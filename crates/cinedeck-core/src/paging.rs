//! Result page model: page counts, slice bounds and provider page mapping.

use std::ops::{Range, RangeInclusive};

use cinedeck_api::provider::MAX_PROVIDER_RESULTS;

/// One page of a result list plus the total reported by the source.
#[derive(Debug, Clone, PartialEq)]
pub struct ResultPage<T> {
    /// Items on this page (at most `limit`).
    pub items: Vec<T>,
    /// Total number of items across all pages.
    pub total: u64,
    /// 1-based page number.
    pub page: u32,
    /// Page size.
    pub limit: u32,
}

impl<T> ResultPage<T> {
    /// Creates an empty page.
    #[must_use]
    pub const fn empty(page: u32, limit: u32) -> Self {
        Self {
            items: Vec::new(),
            total: 0,
            page,
            limit,
        }
    }

    /// Number of pages the user can page through.
    #[must_use]
    pub fn total_pages(&self) -> u32 {
        reachable_pages(self.total, self.limit)
    }
}

/// Returns `ceil(total / limit)`, or 0 when `limit` is 0.
#[must_use]
pub fn total_pages(total: u64, limit: u32) -> u32 {
    if limit == 0 {
        return 0;
    }
    let pages = total.div_ceil(u64::from(limit));
    u32::try_from(pages).unwrap_or(u32::MAX)
}

/// Like [`total_pages`], but counts only results the provider can still
/// serve through paging.
#[must_use]
pub fn reachable_pages(total: u64, limit: u32) -> u32 {
    total_pages(total.min(MAX_PROVIDER_RESULTS), limit)
}

/// Half-open item range `[(page-1)*limit, page*limit)` covered by `page`.
///
/// Pages below 1 are treated as page 1.
#[must_use]
pub fn slice_bounds(page: u32, limit: u32) -> Range<u64> {
    let index = u64::from(page.max(1).saturating_sub(1));
    let start = index.saturating_mul(u64::from(limit));
    start..start.saturating_add(u64::from(limit))
}

/// 1-based inclusive `(start, end)` for "Showing start-end of total".
///
/// `None` when there is nothing to show on `page`.
#[must_use]
pub fn results_range(page: u32, limit: u32, total: u64) -> Option<(u64, u64)> {
    let bounds = slice_bounds(page, limit);
    if total == 0 || limit == 0 || bounds.start >= total {
        return None;
    }
    Some((bounds.start.saturating_add(1), bounds.end.min(total)))
}

/// Inclusive range of fixed-size provider pages covering `page` at `limit`.
#[must_use]
pub fn provider_pages_for(page: u32, limit: u32, provider_page_size: u32) -> RangeInclusive<u32> {
    let bounds = slice_bounds(page, limit);
    let size = u64::from(provider_page_size.max(1));
    let first = bounds.start.checked_div(size).unwrap_or(0);
    let last = bounds
        .end
        .saturating_sub(1)
        .max(bounds.start)
        .checked_div(size)
        .unwrap_or(0);
    let to_page = |index: u64| u32::try_from(index.saturating_add(1)).unwrap_or(u32::MAX);
    to_page(first)..=to_page(last)
}

/// Page before `current`, never below 1.
#[must_use]
pub const fn previous_page(current: u32) -> u32 {
    let previous = current.saturating_sub(1);
    if previous == 0 { 1 } else { previous }
}

/// Page after `current`, never beyond `total_pages` (or 1 when empty).
#[must_use]
pub fn next_page(current: u32, total_pages: u32) -> u32 {
    current.saturating_add(1).min(total_pages.max(1))
}

#[cfg(test)]
mod tests {
    #![allow(clippy::arithmetic_side_effects)]

    use super::*;

    #[test]
    fn test_total_pages() {
        assert_eq!(total_pages(0, 20), 0);
        assert_eq!(total_pages(1, 20), 1);
        assert_eq!(total_pages(20, 20), 1);
        assert_eq!(total_pages(21, 20), 2);
        assert_eq!(total_pages(45, 40), 2);
        assert_eq!(total_pages(100, 0), 0);
    }

    #[test]
    fn test_total_pages_matches_ceiling_division() {
        for limit in [1_u32, 7, 20, 40, 60] {
            for total in 0_u64..250 {
                let pages = u64::from(total_pages(total, limit));
                assert!(pages * u64::from(limit) >= total);
                if pages > 0 {
                    assert!((pages - 1) * u64::from(limit) < total);
                }
                assert_eq!(pages == 0, total == 0);
            }
        }
    }

    #[test]
    fn test_slice_bounds() {
        assert_eq!(slice_bounds(1, 20), 0..20);
        assert_eq!(slice_bounds(3, 40), 80..120);
        assert_eq!(slice_bounds(0, 20), 0..20);
    }

    #[test]
    fn test_results_range() {
        assert_eq!(results_range(1, 20, 45), Some((1, 20)));
        assert_eq!(results_range(3, 20, 45), Some((41, 45)));
        assert_eq!(results_range(1, 20, 0), None);
        assert_eq!(results_range(4, 20, 45), None);
    }

    #[test]
    fn test_provider_pages_for() {
        assert_eq!(provider_pages_for(1, 20, 20), 1..=1);
        assert_eq!(provider_pages_for(2, 40, 20), 3..=4);
        assert_eq!(provider_pages_for(2, 60, 20), 4..=6);
        assert_eq!(provider_pages_for(5, 20, 20), 5..=5);
    }

    #[test]
    fn test_previous_and_next_page_clamp() {
        assert_eq!(previous_page(1), 1);
        assert_eq!(previous_page(4), 3);
        assert_eq!(next_page(3, 3), 3);
        assert_eq!(next_page(2, 3), 3);
        assert_eq!(next_page(1, 0), 1);
    }

    #[test]
    fn test_reachable_pages_caps_large_totals() {
        assert_eq!(reachable_pages(45, 20), 3);
        assert_eq!(reachable_pages(250_000, 20), 500);
        assert_eq!(reachable_pages(250_000, 60), 167);
        assert_eq!(total_pages(250_000, 60), 4167);
    }

    #[test]
    fn test_result_page_total_pages() {
        // Arrange
        let mut page = ResultPage::<u32>::empty(1, 40);

        // Act
        page.total = 81;

        // Assert
        assert_eq!(page.total_pages(), 3);
    }
}
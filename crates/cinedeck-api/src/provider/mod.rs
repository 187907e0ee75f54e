//! Vendor-neutral metadata provider.
//!
//! Search, browse and detail views consume `MediaSummary` values through the
//! `MetadataProvider` trait; `TmdbProvider` is the production implementation.

mod api;
mod error;
mod tmdb;
mod types;

#[allow(clippy::module_name_repetitions)]
pub use api::{LocalMetadataProvider, MetadataProvider};
#[allow(clippy::module_name_repetitions)]
pub use error::ProviderError;
#[allow(clippy::module_name_repetitions)]
pub use tmdb::{DEFAULT_IMAGE_BASE_URL, DEFAULT_LANGUAGE, TmdbProvider};
pub use types::{
    Episode, MAX_PROVIDER_PAGE, MAX_PROVIDER_RESULTS, MediaDetails, MediaKind, MediaSummary,
    PROVIDER_PAGE_SIZE, ProviderPage,
};
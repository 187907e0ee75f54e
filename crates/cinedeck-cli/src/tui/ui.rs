//! TUI rendering for the search view.

use cinedeck_api::provider::MediaKind;
use cinedeck_core::paging::results_range;
use cinedeck_core::query::Tab;
use cinedeck_core::session::Track;
use cinedeck_core::window::PageSlot;
use ratatui::Frame;
use ratatui::layout::{Constraint, Direction, Layout, Rect};
use ratatui::style::{Color, Modifier, Style};
use ratatui::text::{Line, Span};
use ratatui::widgets::{Block, Borders, List, ListItem, ListState, Paragraph, Wrap};

use super::detail::{DetailLoad, DetailState};
use super::state::{InputMode, Screen, SearchViewState, ViewStatus};

/// Draws the search UI.
#[allow(clippy::indexing_slicing)]
pub fn draw(frame: &mut Frame, state: &SearchViewState) {
    let chunks = Layout::default()
        .direction(Direction::Vertical)
        .constraints([
            Constraint::Length(3), // header
            Constraint::Min(5),    // main content
            Constraint::Length(3), // pagination / play URL
            Constraint::Length(3), // footer
        ])
        .split(frame.area());

    draw_header(frame, chunks[0], state);
    match &state.screen {
        Screen::Results => {
            draw_results(frame, chunks[1], state);
            draw_pagination(frame, chunks[2], state);
        }
        Screen::Detail(detail) => {
            draw_detail(frame, chunks[1], detail);
            draw_play_bar(frame, chunks[2], state);
        }
    }
    draw_footer(frame, chunks[3], state);
}

/// Draws the search input and the tab strip with per-tab counts.
#[allow(clippy::indexing_slicing)]
fn draw_header(frame: &mut Frame, area: Rect, state: &SearchViewState) {
    let header_chunks = Layout::default()
        .direction(Direction::Horizontal)
        .constraints([Constraint::Percentage(55), Constraint::Percentage(45)])
        .split(area);

    let input_style = if state.input_mode == InputMode::Editing {
        Style::default().fg(Color::Yellow)
    } else {
        Style::default()
    };
    let input = Paragraph::new(state.input.as_str())
        .style(input_style)
        .block(Block::default().borders(Borders::ALL).title(" Search: / "));
    frame.render_widget(input, header_chunks[0]);

    let movies = state.session.track(Track::Movies).total();
    let tv = state.session.track(Track::Tv).total();
    let active = state.query().tab;
    let spans: Vec<Span> = Tab::ALL
        .into_iter()
        .flat_map(|tab| {
            let count = match tab {
                Tab::All => movies.saturating_add(tv),
                Tab::Movies => movies,
                Tab::Tv => tv,
            };
            let style = if tab == active {
                Style::default()
                    .fg(Color::Cyan)
                    .add_modifier(Modifier::BOLD)
            } else {
                Style::default().fg(Color::DarkGray)
            };
            [
                Span::styled(format!("{} ({count})", tab_label(tab)), style),
                Span::raw("  "),
            ]
        })
        .collect();
    let tabs = Paragraph::new(Line::from(spans))
        .block(Block::default().borders(Borders::ALL).title(" cinedeck "));
    frame.render_widget(tabs, header_chunks[1]);
}

const fn tab_label(tab: Tab) -> &'static str {
    match tab {
        Tab::All => "All",
        Tab::Movies => "Movies",
        Tab::Tv => "TV Shows",
    }
}

const fn kind_label(kind: MediaKind) -> &'static str {
    match kind {
        MediaKind::Movie => "movie",
        MediaKind::Tv => "tv",
    }
}

/// Draws the result list, or a status line when there is nothing to list.
fn draw_results(frame: &mut Frame, area: Rect, state: &SearchViewState) {
    let mut block = Block::default()
        .borders(Borders::ALL)
        .border_style(Style::default().fg(Color::Cyan))
        .title(results_title(state));
    let notices: Vec<String> = state
        .partial_failures()
        .into_iter()
        .map(|(track, err)| format!(" {} failed: {err} (r: retry) ", kind_label(track.kind())))
        .collect();
    if !notices.is_empty() {
        block = block.title_bottom(Line::styled(
            notices.concat(),
            Style::default().fg(Color::Red),
        ));
    }

    let status = state.view_status();
    let items = state.visible_items();
    let message = match &status {
        ViewStatus::Idle => Some((
            String::from("Type to search movies and TV shows"),
            Style::default().fg(Color::DarkGray),
        )),
        ViewStatus::Loading => Some((String::from("Loading..."), Style::default())),
        ViewStatus::Failed(err) => Some((
            format!("{err}\n\nPress r to retry"),
            Style::default().fg(Color::Red),
        )),
        ViewStatus::Ready if items.is_empty() => Some((
            format!("No results for \"{}\"", state.query().text),
            Style::default().fg(Color::DarkGray),
        )),
        ViewStatus::Ready => None,
    };
    if let Some((text, style)) = message {
        let paragraph = Paragraph::new(text)
            .style(style)
            .wrap(Wrap { trim: true })
            .block(block);
        frame.render_widget(paragraph, area);
        return;
    }

    let rows: Vec<ListItem> = items
        .iter()
        .map(|item| {
            let genres = if item.genres.is_empty() {
                String::new()
            } else {
                format!("  {}", item.genres.join(", "))
            };
            ListItem::new(Line::from(vec![
                Span::styled(
                    format!("{:<5} ", kind_label(item.kind)),
                    Style::default().fg(Color::DarkGray),
                ),
                Span::raw(format!("{} ({})", item.title, item.year_label())),
                Span::styled(
                    format!("  \u{2605} {}", item.rating_label()),
                    Style::default().fg(Color::Yellow),
                ),
                Span::styled(genres, Style::default().fg(Color::DarkGray)),
            ]))
        })
        .collect();

    let list = List::new(rows)
        .block(block)
        .highlight_style(
            Style::default()
                .fg(Color::Cyan)
                .add_modifier(Modifier::BOLD),
        )
        .highlight_symbol("\u{25b8} ");
    let mut list_state = ListState::default().with_selected(Some(state.cursor));
    frame.render_stateful_widget(list, area, &mut list_state);
}

/// "Showing a-b of n" for a track tab, a plain count for the combined tab.
fn results_title(state: &SearchViewState) -> String {
    let query = state.query();
    match state.active_track() {
        Some(track) => {
            let total = state.session.track(track).total();
            let page = state.session.page(track);
            results_range(page, query.page_size.get(), total).map_or_else(
                || format!(" {} ", tab_label(query.tab)),
                |(start, end)| format!(" Showing {start}\u{2013}{end} of {total} "),
            )
        }
        None => {
            let view = state.session.combined_view();
            if view.items.is_empty() {
                String::from(" Results ")
            } else {
                format!(" {} shown of {} ", view.items.len(), view.total)
            }
        }
    }
}

/// Draws the pagination bar of the active track.
fn draw_pagination(frame: &mut Frame, area: Rect, state: &SearchViewState) {
    let query = state.query();
    let block = Block::default()
        .borders(Borders::ALL)
        .title(format!(" {} per page (s) ", query.page_size));

    let Some(track) = state.active_track() else {
        let hint = Paragraph::new("Switch to Movies or TV Shows (Tab) to page through results")
            .style(Style::default().fg(Color::DarkGray))
            .block(block);
        frame.render_widget(hint, area);
        return;
    };

    let current = state.session.page(track);
    let slots = state.pagination_slots();
    let Some(&PageSlot::Page(pages)) = slots.last() else {
        frame.render_widget(block, area);
        return;
    };

    let enabled = Style::default();
    let disabled = Style::default().fg(Color::DarkGray);
    let mut spans = vec![
        Span::styled("\u{2039} Prev ", if current > 1 { enabled } else { disabled }),
    ];
    for (index, slot) in slots.into_iter().enumerate() {
        let style = match slot {
            PageSlot::Page(page) if page == current => Style::default()
                .fg(Color::Black)
                .bg(Color::Cyan)
                .add_modifier(Modifier::BOLD),
            PageSlot::Page(_) => enabled,
            PageSlot::Ellipsis => disabled,
        };
        let style = if state.slot_cursor() == Some(index) {
            style.add_modifier(Modifier::REVERSED | Modifier::UNDERLINED)
        } else {
            style
        };
        spans.push(Span::styled(format!(" {slot} "), style));
    }
    spans.push(Span::styled(
        " Next \u{203a}",
        if current < pages { enabled } else { disabled },
    ));

    frame.render_widget(Paragraph::new(Line::from(spans)).block(block), area);
}

/// Draws one title with its seasons and episodes.
#[allow(clippy::indexing_slicing)]
fn draw_detail(frame: &mut Frame, area: Rect, detail: &DetailState) {
    let pane_chunks = Layout::default()
        .direction(Direction::Horizontal)
        .constraints([Constraint::Percentage(50), Constraint::Percentage(50)])
        .split(area);

    let summary = &detail.summary;
    let mut lines = vec![
        Line::styled(
            format!("{} ({})", summary.title, summary.year_label()),
            Style::default().add_modifier(Modifier::BOLD),
        ),
        Line::from(format!(
            "\u{2605} {}   {}",
            summary.rating_label(),
            summary.genres.join(", ")
        )),
    ];
    match &detail.load {
        DetailLoad::Loading => lines.push(Line::from("Loading details...")),
        DetailLoad::Failed(err) => lines.push(Line::styled(
            format!("{err} (r: retry)"),
            Style::default().fg(Color::Red),
        )),
        DetailLoad::Ready(details) => {
            if let Some(runtime) = details.runtime_min {
                lines.push(Line::from(format!("Runtime: {runtime}m")));
            }
            if let Some(seasons) = details.season_count {
                lines.push(Line::from(format!("Seasons: {seasons}")));
            }
        }
    }
    if let Some(poster) = &summary.poster {
        lines.push(Line::styled(
            poster.as_str(),
            Style::default().fg(Color::DarkGray),
        ));
    }
    lines.push(Line::from(""));
    lines.push(Line::from(summary.description.as_str()));

    let info = Paragraph::new(lines)
        .wrap(Wrap { trim: true })
        .block(Block::default().borders(Borders::ALL).title(" Details "));
    frame.render_widget(info, pane_chunks[0]);

    let Some(picker) = detail.picker() else {
        let body = match summary.kind {
            MediaKind::Movie => "Enter/p: play",
            MediaKind::Tv => "",
        };
        let empty = Paragraph::new(body)
            .block(Block::default().borders(Borders::ALL).title(" Episodes "));
        frame.render_widget(empty, pane_chunks[1]);
        return;
    };

    let episodes = picker.current_season();
    let rows: Vec<ListItem> = episodes
        .iter()
        .map(|ep| {
            ListItem::new(format!(
                "E{:02}  {}  ({})",
                ep.episode,
                ep.title,
                ep.runtime_label()
            ))
        })
        .collect();
    let selected = episodes.iter().position(|ep| ep.episode == picker.episode());
    let list = List::new(rows)
        .block(Block::default().borders(Borders::ALL).title(format!(
            " Season {} of {} (h/l) ",
            picker.season(),
            picker.season_count()
        )))
        .highlight_style(
            Style::default()
                .fg(Color::Cyan)
                .add_modifier(Modifier::BOLD),
        )
        .highlight_symbol("\u{25b8} ");
    let mut list_state = ListState::default().with_selected(selected);
    frame.render_stateful_widget(list, pane_chunks[1], &mut list_state);
}

/// Shows the URL playback would open.
fn draw_play_bar(frame: &mut Frame, area: Rect, state: &SearchViewState) {
    let url = state.detail_play_url().unwrap_or_default();
    let bar = Paragraph::new(url).block(
        Block::default()
            .borders(Borders::ALL)
            .title(format!(" Player [{}] (t) ", state.language)),
    );
    frame.render_widget(bar, area);
}

/// Draws the footer with key hints.
fn draw_footer(frame: &mut Frame, area: Rect, state: &SearchViewState) {
    if let Some(notice) = &state.notice {
        let footer = Paragraph::new(notice.as_str())
            .style(Style::default().fg(Color::Red))
            .block(Block::default().borders(Borders::ALL));
        frame.render_widget(footer, area);
        return;
    }
    let help_text = match (&state.screen, state.input_mode) {
        (Screen::Detail(_), _) => {
            "h/l: season  j/k: episode  t: language  Enter/p: play  r: retry  Esc: back  q: quit"
        }
        (Screen::Results, InputMode::Editing) => {
            "Type to search | Enter: search now | Esc: stop editing"
        }
        (Screen::Results, InputMode::Normal) => {
            "Tab: switch tab  \u{2191}\u{2193}/j/k: move  \u{2190}\u{2192}/h/l: page  [/]: pick page  g: go  s: page size  Enter: details  r: retry  /: search  q: quit"
        }
    };

    let footer = Paragraph::new(help_text).block(Block::default().borders(Borders::ALL));
    frame.render_widget(footer, area);
}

■ **TASK TO COMPLETE**:
Copy out each line of the material above that holds the word "DetailLoad".

■ **TASK SOLUTION**:
use super::detail::{DetailLoad, DetailState};
        DetailLoad::Loading => lines.push(Line::from("Loading details...")),
        DetailLoad::Failed(err) => lines.push(Line::styled(
        DetailLoad::Ready(details) => {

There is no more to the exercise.